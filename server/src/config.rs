// server/src/config.rs

use crate::errors::{AppError, Result};
use dotenvy::dotenv;
use std::env;
use std::path::PathBuf;

#[derive(Debug, Clone)]
pub struct AppConfig {
  pub server_host: String,
  pub server_port: u16,
  /// `None` runs the API on the in-memory store.
  pub database_url: Option<String>,
  pub database_max_connections: u32,
  pub run_migrations: bool,

  pub seed_db: bool,
  pub catalog_fixture: PathBuf,

  pub page_size: u32,
  pub media_url: String,
}

impl Default for AppConfig {
  fn default() -> Self {
    Self {
      server_host: "127.0.0.1".to_string(),
      server_port: 8080,
      database_url: None,
      database_max_connections: 5,
      run_migrations: true,
      seed_db: false,
      catalog_fixture: PathBuf::from("fixtures/catalog.json"),
      page_size: storefront::DEFAULT_PAGE_SIZE,
      media_url: "/media/".to_string(),
    }
  }
}

fn parse_var<T>(lookup: &impl Fn(&str) -> Option<String>, name: &str, default: T) -> Result<T>
where
  T: std::str::FromStr,
  T::Err: std::fmt::Display,
{
  match lookup(name) {
    Some(raw) => raw
      .trim()
      .parse::<T>()
      .map_err(|e| AppError::Config(format!("Invalid {} value '{}': {}", name, raw, e))),
    None => Ok(default),
  }
}

impl AppConfig {
  pub fn from_env() -> Result<Self> {
    dotenv().ok(); // Load .env file if present
    Self::from_lookup(|name| env::var(name).ok())
  }

  /// Builds the config from any variable source; `from_env` passes the process environment.
  pub fn from_lookup(lookup: impl Fn(&str) -> Option<String>) -> Result<Self> {
    let defaults = Self::default();

    let server_host = lookup("SERVER_HOST").unwrap_or(defaults.server_host);
    let server_port = parse_var(&lookup, "SERVER_PORT", defaults.server_port)?;
    let database_url = lookup("DATABASE_URL").filter(|url| !url.trim().is_empty());
    let database_max_connections =
      parse_var(&lookup, "DATABASE_MAX_CONNECTIONS", defaults.database_max_connections)?;
    let run_migrations = parse_var(&lookup, "RUN_MIGRATIONS", defaults.run_migrations)?;
    let seed_db = parse_var(&lookup, "SEED_DB", defaults.seed_db)?;
    let catalog_fixture = lookup("CATALOG_FIXTURE")
      .map(PathBuf::from)
      .unwrap_or(defaults.catalog_fixture);

    let page_size = parse_var(&lookup, "PAGE_SIZE", defaults.page_size)?;
    if !(1..=100).contains(&page_size) {
      return Err(AppError::Config(format!("PAGE_SIZE must be between 1 and 100, got {}", page_size)));
    }

    let mut media_url = lookup("MEDIA_URL").unwrap_or(defaults.media_url);
    if !media_url.ends_with('/') {
      media_url.push('/');
    }

    tracing::info!("Application configuration loaded successfully.");
    // database_url may carry credentials; only log whether it is set.
    tracing::debug!(
      server_host = %server_host,
      server_port,
      database_configured = database_url.is_some(),
      page_size,
      "Loaded config details"
    );

    Ok(Self {
      server_host,
      server_port,
      database_url,
      database_max_connections,
      run_migrations,
      seed_db,
      catalog_fixture,
      page_size,
      media_url,
    })
  }

  /// Public URL for a stored media path, e.g. `products/small/tea.png` -> `/media/products/small/tea.png`.
  pub fn media_url_for(&self, path: Option<&str>) -> Option<String> {
    path
      .filter(|p| !p.is_empty())
      .map(|p| format!("{}{}", self.media_url, p.trim_start_matches('/')))
  }
}
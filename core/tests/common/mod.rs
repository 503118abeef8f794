// tests/common/mod.rs
#![allow(dead_code)] // Not every test file uses every helper

use std::sync::Arc;
use storefront::{
  CartService, CatalogStore, Category, MemoryStore, Money, NewCategory, NewProduct, NewSubcategory, Product,
  Subcategory, UserId,
};
use tracing::Level;
use uuid::Uuid;

// --- Helper for Tracing Setup (call once per test run if needed) ---
use once_cell::sync::Lazy;
static TRACING_INIT: Lazy<()> = Lazy::new(|| {
  tracing_subscriber::fmt()
    .with_max_level(Level::DEBUG)
    .with_test_writer()
    .try_init()
    .ok();
});

pub fn setup_tracing() {
  Lazy::force(&TRACING_INIT);
}

pub fn new_user() -> UserId {
  UserId(Uuid::new_v4())
}

pub fn price(s: &str) -> Money {
  s.parse().expect("test price should parse")
}

/// A small catalog: one category with one subcategory, plus helpers to add products to it.
pub struct Fixture {
  pub store: Arc<MemoryStore>,
  pub category: Category,
  pub subcategory: Subcategory,
}

impl Fixture {
  pub async fn new() -> Self {
    setup_tracing();
    let store = Arc::new(MemoryStore::new());
    let category = store
      .create_category(NewCategory { name: "Groceries".into(), slug: None, image: None })
      .await
      .expect("category");
    let subcategory = store
      .create_subcategory(NewSubcategory {
        name: "Fruit".into(),
        slug: None,
        image: Some("subcategories/fruit.png".into()),
        category_id: category.id,
      })
      .await
      .expect("subcategory");
    Self { store, category, subcategory }
  }

  pub async fn product(&self, name: &str, unit_price: &str) -> Product {
    self
      .store
      .create_product(NewProduct {
        name: name.to_string(),
        slug: None,
        image_small: None,
        image_medium: None,
        image_large: None,
        price: price(unit_price),
        subcategory_id: self.subcategory.id,
        category_id: Some(self.category.id),
      })
      .await
      .expect("product")
  }

  pub fn cart_service(&self) -> CartService {
    CartService::new(self.store.clone(), self.store.clone())
  }
}
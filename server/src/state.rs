// server/src/state.rs
use crate::config::AppConfig;
use std::sync::Arc;
use storefront::{CartService, CartStore, CatalogStore, Paginator};

#[derive(Clone)]
pub struct AppState {
  pub catalog: Arc<dyn CatalogStore>,
  pub carts: CartService,
  pub paginator: Paginator,
  pub config: Arc<AppConfig>, // Share loaded config
}

impl AppState {
  pub fn new(catalog: Arc<dyn CatalogStore>, cart_store: Arc<dyn CartStore>, config: Arc<AppConfig>) -> Self {
    Self {
      carts: CartService::new(cart_store, catalog.clone()),
      catalog,
      paginator: Paginator::new(config.page_size),
      config,
    }
  }
}
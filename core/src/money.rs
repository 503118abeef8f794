// core/src/money.rs

//! Fixed-point, non-negative monetary amounts with two decimal places.
//!
//! Amounts are held as integer cents so sums and line totals are exact. On the
//! wire they are decimal strings (`"12.50"`), the way price fields are usually
//! rendered by REST APIs to avoid float rounding on the client.

use serde::{de, Deserialize, Deserializer, Serialize, Serializer};
use std::fmt;
use std::iter::Sum;
use std::str::FromStr;

/// Largest price a product may carry: ten digits, two of them decimal places.
pub const MAX_PRICE_CENTS: u64 = 9_999_999_999;

#[derive(Debug, Clone, Copy, Default, PartialEq, Eq, PartialOrd, Ord, Hash)]
pub struct Money(u64);

impl Money {
  pub const ZERO: Money = Money(0);

  pub const fn from_cents(cents: u64) -> Self {
    Money(cents)
  }

  pub const fn cents(self) -> u64 {
    self.0
  }

  /// Line total for `quantity` units at this unit price. Saturates instead of wrapping;
  /// callers that accept quantities check `checked_times` first.
  pub fn times(self, quantity: u32) -> Money {
    Money(self.0.saturating_mul(u64::from(quantity)))
  }

  pub fn checked_times(self, quantity: u32) -> Option<Money> {
    self.0.checked_mul(u64::from(quantity)).map(Money)
  }

  pub fn checked_add(self, other: Money) -> Option<Money> {
    self.0.checked_add(other.0).map(Money)
  }

  /// Whether this amount fits a product price column (`max_digits=10, decimal_places=2`).
  pub fn is_valid_price(self) -> bool {
    self.0 <= MAX_PRICE_CENTS
  }
}

impl fmt::Display for Money {
  fn fmt(&self, f: &mut fmt::Formatter<'_>) -> fmt::Result {
    write!(f, "{}.{:02}", self.0 / 100, self.0 % 100)
  }
}

impl Sum for Money {
  fn sum<I: Iterator<Item = Money>>(iter: I) -> Self {
    iter.fold(Money::ZERO, |acc, m| Money(acc.0.saturating_add(m.0)))
  }
}

#[derive(Debug, Clone, PartialEq, Eq)]
pub struct ParseMoneyError(String);

impl fmt::Display for ParseMoneyError {
  fn fmt(&self, f: &mut fmt::Formatter<'_>) -> fmt::Result {
    write!(f, "invalid amount '{}': expected digits with at most two decimal places", self.0)
  }
}

impl std::error::Error for ParseMoneyError {}

impl FromStr for Money {
  type Err = ParseMoneyError;

  fn from_str(s: &str) -> Result<Self, Self::Err> {
    let invalid = || ParseMoneyError(s.to_string());
    let trimmed = s.trim();
    let (whole, frac) = match trimmed.split_once('.') {
      Some((w, f)) => (w, f),
      None => (trimmed, ""),
    };

    if whole.is_empty() || !whole.bytes().all(|b| b.is_ascii_digit()) {
      return Err(invalid());
    }
    if frac.len() > 2 || !frac.bytes().all(|b| b.is_ascii_digit()) {
      return Err(invalid());
    }

    let whole: u64 = whole.parse().map_err(|_| invalid())?;
    let frac_cents: u64 = match frac.len() {
      0 => 0,
      1 => frac.parse::<u64>().map_err(|_| invalid())? * 10,
      _ => frac.parse().map_err(|_| invalid())?,
    };

    whole
      .checked_mul(100)
      .and_then(|c| c.checked_add(frac_cents))
      .map(Money)
      .ok_or_else(invalid)
  }
}

impl Serialize for Money {
  fn serialize<S: Serializer>(&self, serializer: S) -> Result<S::Ok, S::Error> {
    serializer.collect_str(self)
  }
}

impl<'de> Deserialize<'de> for Money {
  fn deserialize<D: Deserializer<'de>>(deserializer: D) -> Result<Self, D::Error> {
    struct MoneyVisitor;

    impl de::Visitor<'_> for MoneyVisitor {
      type Value = Money;

      fn expecting(&self, f: &mut fmt::Formatter<'_>) -> fmt::Result {
        f.write_str("a non-negative decimal amount such as \"12.50\" or 12.5")
      }

      fn visit_str<E: de::Error>(self, v: &str) -> Result<Money, E> {
        v.parse().map_err(E::custom)
      }

      fn visit_u64<E: de::Error>(self, v: u64) -> Result<Money, E> {
        v.checked_mul(100)
          .map(Money)
          .ok_or_else(|| E::custom("amount out of range"))
      }

      fn visit_i64<E: de::Error>(self, v: i64) -> Result<Money, E> {
        let v = u64::try_from(v).map_err(|_| E::custom("amount must not be negative"))?;
        self.visit_u64(v)
      }

      fn visit_f64<E: de::Error>(self, v: f64) -> Result<Money, E> {
        // Go through the two-place string form so 19.99 does not become 1998 cents.
        if !v.is_finite() || v < 0.0 {
          return Err(E::custom("amount must be a finite, non-negative number"));
        }
        format!("{v:.2}").parse().map_err(E::custom)
      }
    }

    deserializer.deserialize_any(MoneyVisitor)
  }
}
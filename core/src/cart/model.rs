// core/src/cart/model.rs

use chrono::{DateTime, Utc};
use serde::{Deserialize, Serialize};
use std::fmt;
use uuid::Uuid;

use crate::catalog::ProductId;
use crate::money::Money;

/// Identity of an authenticated user, as handed to us by the auth layer.
#[derive(Debug, Clone, Copy, PartialEq, Eq, Hash, Serialize, Deserialize)]
#[serde(transparent)]
pub struct UserId(pub Uuid);

impl fmt::Display for UserId {
  fn fmt(&self, f: &mut fmt::Formatter<'_>) -> fmt::Result {
    self.0.fmt(f)
  }
}

#[derive(Debug, Clone, Copy, PartialEq, Eq, PartialOrd, Ord, Hash, Serialize, Deserialize)]
#[serde(transparent)]
pub struct CartId(pub i64);

impl fmt::Display for CartId {
  fn fmt(&self, f: &mut fmt::Formatter<'_>) -> fmt::Result {
    self.0.fmt(f)
  }
}

#[derive(Debug, Clone, Copy, PartialEq, Eq, PartialOrd, Ord, Hash, Serialize, Deserialize)]
#[serde(transparent)]
pub struct CartItemId(pub i64);

#[derive(Debug, Clone, PartialEq, Eq, Serialize)]
pub struct Cart {
  pub id: CartId,
  pub user_id: UserId,
  pub created_at: DateTime<Utc>,
}

/// One line of a cart. `unit_price` is the product's current price, read
/// alongside the line rather than copied into it.
#[derive(Debug, Clone, PartialEq, Eq, Serialize)]
pub struct CartItem {
  pub id: CartItemId,
  pub cart_id: CartId,
  pub product_id: ProductId,
  pub quantity: u32,
  pub unit_price: Money,
}

impl CartItem {
  pub fn total_price(&self) -> Money {
    self.unit_price.times(self.quantity)
  }
}

/// Read-only projection of a cart and its derived totals.
#[derive(Debug, Clone, PartialEq, Eq)]
pub struct CartSummary {
  pub cart: Cart,
  pub items: Vec<CartItem>,
  pub total_items: usize,
  pub total_cost: Money,
}

impl CartSummary {
  pub fn new(cart: Cart, items: Vec<CartItem>) -> Self {
    let total_items = items.len();
    let total_cost = items.iter().map(CartItem::total_price).sum();
    Self { cart, items, total_items, total_cost }
  }
}
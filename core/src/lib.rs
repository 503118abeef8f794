// src/lib.rs

//! Storefront: the catalog and shopping-cart domain behind the storefront API.
//!
//! The crate provides:
//!  - Catalog entities (categories, subcategories, products) and the `CatalogStore` trait.
//!  - Per-user carts, the `CartStore` trait, and `CartService`, which enforces
//!    one line per product and computes cart totals on read.
//!  - Fixed-point `Money`, slug helpers, and page-number pagination.
//!  - `MemoryStore`, an in-process implementation of both store traits.
//!
//! Storage backends (for example the PostgreSQL stores in the server crate)
//! implement the two traits; everything above them is backend-agnostic.

pub mod cart;
pub mod catalog;
pub mod error;
pub mod memory;
pub mod money;
pub mod pagination;
pub mod slug;

// --- Re-exports for the Public API ---

pub use crate::cart::{Cart, CartId, CartItem, CartItemId, CartService, CartStore, CartSummary, UserId};
pub use crate::catalog::{
  CatalogStore, Category, CategoryDetail, CategoryId, NewCategory, NewProduct, NewSubcategory, Product, ProductDetail,
  ProductId, Subcategory, SubcategoryId,
};
pub use crate::error::{StoreError, StoreResult};
pub use crate::memory::MemoryStore;
pub use crate::money::Money;
pub use crate::pagination::{Page, PageNumber, Paginator, Window, DEFAULT_PAGE_SIZE};
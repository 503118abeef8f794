// server/src/db/catalog.rs

use async_trait::async_trait;
use std::collections::HashMap;
use storefront::{
  CatalogStore, Category, CategoryDetail, CategoryId, NewCategory, NewProduct, NewSubcategory, Product, ProductDetail,
  ProductId, StoreError, StoreResult, Subcategory, Window,
};
use tracing::{info, instrument};

use super::{constraint_of, db_err, is_foreign_key_violation, is_unique_violation, to_i64, PgStore};
use crate::models::product::PRODUCT_DETAIL_COLUMNS;
use crate::models::{cents_from_money, CategoryRow, ProductDetailRow, ProductRow, SubcategoryRow};

impl PgStore {
  async fn attach_subcategories(&self, categories: Vec<CategoryRow>) -> StoreResult<Vec<CategoryDetail>> {
    let ids: Vec<i64> = categories.iter().map(|c| c.id).collect();
    let subcategories: Vec<SubcategoryRow> = sqlx::query_as(
      "SELECT id, name, slug, image, category_id FROM subcategories \
       WHERE category_id = ANY($1) ORDER BY name ASC, id ASC",
    )
    .bind(&ids)
    .fetch_all(self.pool())
    .await
    .map_err(db_err)?;

    let mut grouped: HashMap<i64, Vec<Subcategory>> = HashMap::new();
    for row in subcategories {
      grouped.entry(row.category_id).or_default().push(row.into());
    }

    Ok(
      categories
        .into_iter()
        .map(|row| {
          let subcategories = grouped.remove(&row.id).unwrap_or_default();
          CategoryDetail { category: row.into(), subcategories }
        })
        .collect(),
    )
  }
}

fn map_insert_error(e: sqlx::Error, slug: &str) -> StoreError {
  if is_unique_violation(&e) {
    StoreError::DuplicateSlug { slug: slug.to_string() }
  } else {
    db_err(e)
  }
}

#[async_trait]
impl CatalogStore for PgStore {
  async fn count_categories(&self) -> StoreResult<u64> {
    let count: i64 = sqlx::query_scalar("SELECT COUNT(*) FROM categories")
      .fetch_one(self.pool())
      .await
      .map_err(db_err)?;
    Ok(count.max(0) as u64)
  }

  #[instrument(name = "db::list_categories", skip(self))]
  async fn list_categories(&self, window: Window) -> StoreResult<Vec<CategoryDetail>> {
    let rows: Vec<CategoryRow> = sqlx::query_as(
      "SELECT id, name, slug, image FROM categories ORDER BY name ASC, id ASC LIMIT $1 OFFSET $2",
    )
    .bind(to_i64(window.limit))
    .bind(to_i64(window.offset))
    .fetch_all(self.pool())
    .await
    .map_err(db_err)?;
    self.attach_subcategories(rows).await
  }

  #[instrument(name = "db::get_category", skip(self), fields(category_id = %id))]
  async fn get_category(&self, id: CategoryId) -> StoreResult<Option<CategoryDetail>> {
    let row: Option<CategoryRow> = sqlx::query_as("SELECT id, name, slug, image FROM categories WHERE id = $1")
      .bind(id.0)
      .fetch_optional(self.pool())
      .await
      .map_err(db_err)?;
    match row {
      Some(row) => Ok(self.attach_subcategories(vec![row]).await?.pop()),
      None => Ok(None),
    }
  }

  async fn count_products(&self) -> StoreResult<u64> {
    let count: i64 = sqlx::query_scalar("SELECT COUNT(*) FROM products")
      .fetch_one(self.pool())
      .await
      .map_err(db_err)?;
    Ok(count.max(0) as u64)
  }

  #[instrument(name = "db::list_products", skip(self))]
  async fn list_products(&self, window: Window) -> StoreResult<Vec<ProductDetail>> {
    let sql = format!(
      "SELECT {} FROM products p \
       JOIN subcategories s ON s.id = p.subcategory_id \
       LEFT JOIN categories c ON c.id = p.category_id \
       ORDER BY p.name ASC, p.id ASC LIMIT $1 OFFSET $2",
      PRODUCT_DETAIL_COLUMNS
    );
    let rows: Vec<ProductDetailRow> = sqlx::query_as(&sql)
      .bind(to_i64(window.limit))
      .bind(to_i64(window.offset))
      .fetch_all(self.pool())
      .await
      .map_err(db_err)?;
    rows.into_iter().map(ProductDetail::try_from).collect()
  }

  #[instrument(name = "db::get_product", skip(self), fields(product_id = %id))]
  async fn get_product(&self, id: ProductId) -> StoreResult<Option<ProductDetail>> {
    let sql = format!(
      "SELECT {} FROM products p \
       JOIN subcategories s ON s.id = p.subcategory_id \
       LEFT JOIN categories c ON c.id = p.category_id \
       WHERE p.id = $1",
      PRODUCT_DETAIL_COLUMNS
    );
    let row: Option<ProductDetailRow> = sqlx::query_as(&sql)
      .bind(id.0)
      .fetch_optional(self.pool())
      .await
      .map_err(db_err)?;
    row.map(ProductDetail::try_from).transpose()
  }

  async fn product_exists(&self, id: ProductId) -> StoreResult<bool> {
    sqlx::query_scalar("SELECT EXISTS (SELECT 1 FROM products WHERE id = $1)")
      .bind(id.0)
      .fetch_one(self.pool())
      .await
      .map_err(db_err)
  }

  #[instrument(name = "db::create_category", skip(self, new), fields(name = %new.name))]
  async fn create_category(&self, new: NewCategory) -> StoreResult<Category> {
    let slug = new.prepare()?;
    let row: CategoryRow = sqlx::query_as(
      "INSERT INTO categories (name, slug, image) VALUES ($1, $2, $3) RETURNING id, name, slug, image",
    )
    .bind(&new.name)
    .bind(&slug)
    .bind(&new.image)
    .fetch_one(self.pool())
    .await
    .map_err(|e| map_insert_error(e, &slug))?;
    info!(category_id = row.id, slug = %row.slug, "Created category.");
    Ok(row.into())
  }

  #[instrument(name = "db::create_subcategory", skip(self, new), fields(name = %new.name))]
  async fn create_subcategory(&self, new: NewSubcategory) -> StoreResult<Subcategory> {
    let slug = new.prepare()?;
    let row: SubcategoryRow = sqlx::query_as(
      "INSERT INTO subcategories (name, slug, image, category_id) VALUES ($1, $2, $3, $4) \
       RETURNING id, name, slug, image, category_id",
    )
    .bind(&new.name)
    .bind(&slug)
    .bind(&new.image)
    .bind(new.category_id.0)
    .fetch_one(self.pool())
    .await
    .map_err(|e| {
      if is_foreign_key_violation(&e) {
        StoreError::CategoryNotFound { category_id: new.category_id }
      } else {
        map_insert_error(e, &slug)
      }
    })?;
    info!(subcategory_id = row.id, slug = %row.slug, "Created subcategory.");
    Ok(row.into())
  }

  #[instrument(name = "db::create_product", skip(self, new), fields(name = %new.name))]
  async fn create_product(&self, new: NewProduct) -> StoreResult<Product> {
    let slug = new.prepare()?;
    let price_cents = cents_from_money(new.price)?;
    let row: ProductRow = sqlx::query_as(
      "INSERT INTO products \
         (name, slug, image_small, image_medium, image_large, price_cents, subcategory_id, category_id) \
       VALUES ($1, $2, $3, $4, $5, $6, $7, $8) \
       RETURNING id, name, slug, image_small, image_medium, image_large, price_cents, subcategory_id, category_id",
    )
    .bind(&new.name)
    .bind(&slug)
    .bind(&new.image_small)
    .bind(&new.image_medium)
    .bind(&new.image_large)
    .bind(price_cents)
    .bind(new.subcategory_id.0)
    .bind(new.category_id.map(|c| c.0))
    .fetch_one(self.pool())
    .await
    .map_err(|e| {
      let constraint = constraint_of(&e);
      match (constraint.as_deref(), new.category_id) {
        (Some("products_subcategory_id_fkey"), _) => {
          StoreError::SubcategoryNotFound { subcategory_id: new.subcategory_id }
        }
        (Some("products_category_id_fkey"), Some(category_id)) => StoreError::CategoryNotFound { category_id },
        _ => map_insert_error(e, &slug),
      }
    })?;
    info!(product_id = row.id, slug = %row.slug, "Created product.");
    Product::try_from(row)
  }
}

---

What you will do —
In the data above, which lines lie between the line with "match (constraint.as_deref(), new.category_id)" and the line with "Some(category_id)) => StoreError::CategoryNotFound", inclusive? Print those lines exactly and nothing else.

Completed task —
      match (constraint.as_deref(), new.category_id) {
        (Some("products_subcategory_id_fkey"), _) => {
          StoreError::SubcategoryNotFound { subcategory_id: new.subcategory_id }
        }
        (Some("products_category_id_fkey"), Some(category_id)) => StoreError::CategoryNotFound { category_id },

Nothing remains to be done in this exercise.